2. Un conseiller de la mise en état a rejeté la demande des intimés tendant à prononcer la caducité de la déclaration d'appel sur le fondement de l'article 84 du code de procédure civile, par une ordonnance du 7 octobre 2019 que les intimés ont déférée à la cour d'appel.

Examen du moyen

Sur le moyen, pris en sa seconde branche, ci-après annexé

3. En application de l'article 1014, alinéa 2, du code de procédure civile, il n'y a pas lieu de statuer par une décision spécialement motivée sur ce grief qui n'est manifestement pas de nature à entraîner la cassation.

Mais sur le moyen, pris en sa première branche

Enoncé du moyen

4. La société D&P PME IV gestion, en qualité de liquidateur amiable de la société Développement & partenariat PME et de la société D&P PME IV, fait grief à l'arrêt de réformer l'ordonnance du conseiller de la mise en état du 7 octobre et de déclarer caduque la déclaration d'appel formée par la société D&P PME IV Gestion en qualité de liquidateur amiable des sociétés Développement & partenariat PME et D&P PME IV, alors « que le délai de recours ne court pas lorsque le jugement entrepris comporte une mention erronée sur sa qualification, à moins que l'acte de notification de ce jugement n'ait indiqué la voie de recours qui était effectivement ouverte ; qu'au soutien du moyen pris de ce que le délai d'appel n'avait pas couru à l'encontre de l'ordonnance entreprise mentionnant dans son dispositif qu'elle était « susceptible de recours dans les conditions prévues à l'article 776 du code de procédure civile », la société D&P PME IV gestion faisait valoir devant la cour d'appel que « le greffe n'avait jamais accompagné l'ordonnance d'un acte de notification » ; qu'en retenant, pour écarter ce moyen, que la règle figurant à l'article 680 du code de procédure civile ne concerne que l'irrégularité contenue dans l'acte de notification d'un jugement, et non dans le jugement lui-même, la cour d'appel, qui n'a pas recherché si un acte régulier de notification du jugement avait fait courir le délai d'appel, a privé sa décision de base légale au regard des articles 536 et 680 du code de procédure civile. »

Réponse de la Cour

Vu les articles 83, 84, alinéa 2, 536 et 680 du code de procédure civile :

5. Selon le premier de ces textes, lorsque le juge s'est prononcé sur la compétence sans statuer sur le fond du litige, sa décision peut faire l'objet d'un appel.

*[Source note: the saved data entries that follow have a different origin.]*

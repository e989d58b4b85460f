//! Command-line interface definition using clap.
//!
//! This module defines:
//! - [`Args`] - top-level arguments (for use with clap)
//! - [`Command`] - the `parse`, `report` and `users` subcommands
//! - [`OutputFormat`] - output format options, convertible to
//!   [`format::OutputFormat`](crate::format::OutputFormat)
//!
//! ```rust
//! use clap::Parser;
//! use chatlens::cli::{Args, Command};
//!
//! let args = Args::parse_from(["chatlens", "report", "chat.txt", "--user", "Alice"]);
//! match args.command {
//!     Command::Report { user, .. } => assert_eq!(user.as_deref(), Some("Alice")),
//!     _ => unreachable!(),
//! }
//! ```

use std::path::PathBuf;

use clap::{Parser, Subcommand, ValueEnum};
use serde::{Deserialize, Serialize};

/// Parse and analyze exported WhatsApp chat transcripts.
#[derive(Parser, Debug, Clone)]
#[command(name = "chatlens")]
#[command(version, about, long_about = None)]
#[command(after_help = "EXAMPLES:
    chatlens parse chat.txt -o entries.csv
    chatlens parse chat.txt -f jsonl --derived --after 2024-01-01
    chatlens report chat.txt --user Alice --stop-words stop_words.txt
    chatlens users chat.txt")]
pub struct Args {
    /// Log debug diagnostics to stderr (overridden by RUST_LOG)
    #[arg(short, long, global = true)]
    pub verbose: bool,

    #[command(subcommand)]
    pub command: Command,
}

#[derive(Subcommand, Debug, Clone)]
pub enum Command {
    /// Write the normalized entry stream to a file
    Parse {
        /// Path to the exported transcript
        input: PathBuf,

        /// Path to output file
        #[arg(short, long, default_value = "entries.csv")]
        output: String,

        /// Output format
        #[arg(short, long, value_enum, default_value = "csv")]
        format: OutputFormat,

        /// Include derived calendar columns (year, month, day, hour bucket...)
        #[arg(long)]
        derived: bool,

        /// Leave out notification and unattributed entries
        #[arg(long)]
        participants_only: bool,

        /// Keep entries on or after this date (YYYY-MM-DD)
        #[arg(long, value_name = "DATE")]
        after: Option<String>,

        /// Keep entries on or before this date (YYYY-MM-DD)
        #[arg(long, value_name = "DATE")]
        before: Option<String>,

        /// Keep entries from this author only
        #[arg(long, value_name = "USER")]
        from: Option<String>,
    },

    /// Print the summary report and headline statistics
    Report {
        /// Path to the exported transcript
        input: PathBuf,

        /// Restrict the report to one author
        #[arg(short, long, value_name = "NAME")]
        user: Option<String>,

        /// Line-delimited stop-word file
        #[arg(long, value_name = "PATH")]
        stop_words: Option<PathBuf>,

        /// Tab-separated sentiment lexicon merged over the built-in one; labels
        /// then come from the lexicon instead of VADER
        #[arg(long, value_name = "PATH")]
        lexicon: Option<PathBuf>,

        /// Number of participants in the activity ranking
        #[arg(long, default_value_t = 5)]
        top: usize,
    },

    /// List participants with their message share
    Users {
        /// Path to the exported transcript
        input: PathBuf,
    },
}

impl Command {
    /// Returns the transcript path of any subcommand.
    pub fn input(&self) -> &PathBuf {
        match self {
            Command::Parse { input, .. }
            | Command::Report { input, .. }
            | Command::Users { input } => input,
        }
    }
}

/// Output format options.
///
/// - [`Csv`](OutputFormat::Csv) - opens in spreadsheets
/// - [`Json`](OutputFormat::Json) - one structured array
/// - [`Jsonl`](OutputFormat::Jsonl) - one object per line, streams well
#[derive(Debug, Clone, Copy, PartialEq, Eq, Hash, ValueEnum, Default, Serialize, Deserialize)]
#[serde(rename_all = "lowercase")]
pub enum OutputFormat {
    /// CSV with semicolon delimiter (default)
    #[default]
    Csv,

    /// JSON array of entries
    Json,

    /// JSON Lines - one JSON object per line
    #[value(alias = "ndjson")]
    Jsonl,
}

impl std::fmt::Display for OutputFormat {
    fn fmt(&self, f: &mut std::fmt::Formatter<'_>) -> std::fmt::Result {
        crate::format::OutputFormat::from(*self).fmt(f)
    }
}

impl From<OutputFormat> for crate::format::OutputFormat {
    fn from(format: OutputFormat) -> crate::format::OutputFormat {
        match format {
            OutputFormat::Csv => crate::format::OutputFormat::Csv,
            OutputFormat::Json => crate::format::OutputFormat::Json,
            OutputFormat::Jsonl => crate::format::OutputFormat::Jsonl,
        }
    }
}

#[cfg(test)]
mod tests {
    use super::*;

    #[test]
    fn test_parse_subcommand_defaults() {
        let args = Args::parse_from(["chatlens", "parse", "chat.txt"]);
        assert!(!args.verbose);
        match args.command {
            Command::Parse {
                input,
                output,
                format,
                derived,
                participants_only,
                after,
                ..
            } => {
                assert_eq!(input, PathBuf::from("chat.txt"));
                assert_eq!(output, "entries.csv");
                assert_eq!(format, OutputFormat::Csv);
                assert!(!derived);
                assert!(!participants_only);
                assert!(after.is_none());
            }
            other => panic!("unexpected command: {other:?}"),
        }
    }

    #[test]
    fn test_parse_subcommand_options() {
        let args = Args::parse_from([
            "chatlens", "-v", "parse", "chat.txt", "-f", "ndjson", "--derived", "--from", "Bob",
            "--after", "2024-01-01",
        ]);
        assert!(args.verbose);
        let Command::Parse {
            format,
            derived,
            from,
            after,
            ..
        } = args.command
        else {
            panic!("expected parse");
        };
        assert_eq!(format, OutputFormat::Jsonl);
        assert!(derived);
        assert_eq!(from.as_deref(), Some("Bob"));
        assert_eq!(after.as_deref(), Some("2024-01-01"));
    }

    #[test]
    fn test_report_and_users_subcommands() {
        let args = Args::parse_from(["chatlens", "report", "chat.txt", "--top", "3", "--verbose"]);
        assert!(args.verbose);
        assert_eq!(args.command.input(), &PathBuf::from("chat.txt"));
        assert!(matches!(args.command, Command::Report { top: 3, .. }));

        let args = Args::parse_from(["chatlens", "users", "other.txt"]);
        assert_eq!(args.command.input(), &PathBuf::from("other.txt"));
    }

    #[test]
    fn test_missing_subcommand_is_error() {
        assert!(Args::try_parse_from(["chatlens"]).is_err());
    }

    #[test]
    fn test_format_conversion() {
        let lib: crate::format::OutputFormat = OutputFormat::Jsonl.into();
        assert_eq!(lib, crate::format::OutputFormat::Jsonl);
        assert_eq!(OutputFormat::Json.to_string(), "JSON");
    }
}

6. Selon le deuxième, en cas d'appel, l'appelant doit, à peine de caducité de la déclaration d'appel, saisir dans le délai d'appel, le premier président en vue, selon le cas, d'être autorisé à assigner à jour fixe ou de bénéficier d'une fixation prioritaire de l'affaire.

7. En application des deux derniers textes, le délai de recours ne court pas lorsque le jugement critiqué porte une mention erronée sur sa qualification, à moins que l'acte de notification de cette décision n'ait indiqué la voie de recours qui était effectivement ouverte.

8. Il en résulte que le délai d'appel, dans lequel l'appelant doit saisir le premier président en vue d'être autorisé à assigner à jour fixe, ne court pas lorsque le jugement critiqué porte une mention erronée sur sa qualification, à moins que l'acte de notification de cette décision n'ait indiqué la voie de recours qui était effectivement ouverte.

9. Après avoir énoncé, à bon droit, que l'ordonnance du juge de la mise en état était susceptible d'appel dans les conditions prévues aux articles 83 et 84 du code de procédure civile et pour constater la caducité de la déclaration d'appel, l'arrêt retient, en substance, que, s'agissant de l'erreur invoquée dans l'ordonnance frappée d'appel, l'article 680 du code de procédure civile prévoit que l'acte de notification doit indiquer de manière très apparente le délai d'appel et que cette règle ne concerne que l'irrégularité contenue dans l'acte de notification d'un jugement, et non dans le jugement lui-même et qu'en l'espèce, l'erreur concerne la décision mais non sa notification.

10. Il relève que les dispositions des articles 83 et 84 s'imposent et que l'appelant ne justifiant pas avoir saisi le premier président d'une requête tendant à être autorisé à assigner les intimés à jour fixe, la déclaration d'appel doit être déclarée caduque.

11. En se déterminant ainsi, alors que l'ordonnance frappée d'appel comportait la mention d'une voie de recours erronée et qu'il lui appartenait de rechercher si un acte de notification mentionnant la voie de recours ouverte par l'article 84 du code de procédure civile avait été effectué, à défaut duquel le délai d'appel ne pouvait commencer à courir, la cour d'appel n'a pas donné de base légale à sa décision.

PAR CES MOTIFS, la Cour :

CASSE ET ANNULE, en toutes ses dispositions, l'arrêt rendu le 25 mai 2020, entre les parties, par la cour d'appel de Paris ;

Remet l'affaire et les parties dans l'état où elles se trouvaient avant cet arrêt et les renvoie devant la cour d'appel de Paris, autrement composée.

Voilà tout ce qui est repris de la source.